The lander carried instruments to achieve the primary scientific objectives of the lander mission: to study the biology, chemical composition (organic and inorganic), meteorology, seismology, magnetic properties, appearance, and physical properties of the Martian surface and atmosphere. Two 360-degree cylindrical scan cameras were mounted near one long side of the base. From the center of this side extended the sampler arm, with a collector head, temperature sensor, and magnet on the end. A meteorology boom, holding temperature, wind direction, and wind velocity sensors extended out and up from the top of one of the lander legs. A seismometer, magnet and camera test targets, and magnifying mirror are mounted opposite the cameras, near the high-gain antenna. An interior environmentally controlled compartment held the biology experiment and the gas chromatograph mass spectrometer. The X-ray fluorescence spectrometer was also mounted within the structure. A pressure sensor was attached under the lander body. The scientific payload had a total mass of approximately 91 kg.
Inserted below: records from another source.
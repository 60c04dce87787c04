#![forbid(unsafe_code)]

pub mod config;
pub mod error;
pub mod proctoring;
pub mod sessions;
pub mod timer;

pub use exam_core::Clock;

pub use config::SessionConfig;
pub use error::{CapabilityError, ControllerError};
pub use proctoring::{ProctorSources, SecurityMonitor};
pub use sessions::{
    AssessmentLauncher, Completion, SessionContext, SessionController, SessionDeps,
    SessionSnapshot,
};
pub use timer::{CountdownTimer, TimerEvent};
The total cost of the Viking project was roughly one billion United States dollars.
The crafts eventually failed, one by one, as follows:
Results of the biological experiments
The Viking landers conducted biological experiments designed to detect life in the Martian soil if it existed with experiments designed by three separate teams, under the direction of chief scientist Gerald Soffen of NASA. The results were initially positive and one experiment met all NASA's criteria for the detection of life. But, based on the results of another test that failed to reveal any organic molecules in the soil, most scientists became convinced that the results were likely caused by non-biological chemical reactions from highly oxidizing soil conditions.
Although there is general consensus that the Viking Lander results demonstrated a lack of robust microorganism biotas in soils at the two landing sites, the test results and their limitations are still under assessment. The validity of the positive 'Labeled Release' (LR) results hinged entirely on the absence of an oxidative agent in the Martian soil, but one was recently discovered by the Phoenix lander in the form of perchlorate salts. The question of microbial life on Mars remains unresolved.
Published in July 2009.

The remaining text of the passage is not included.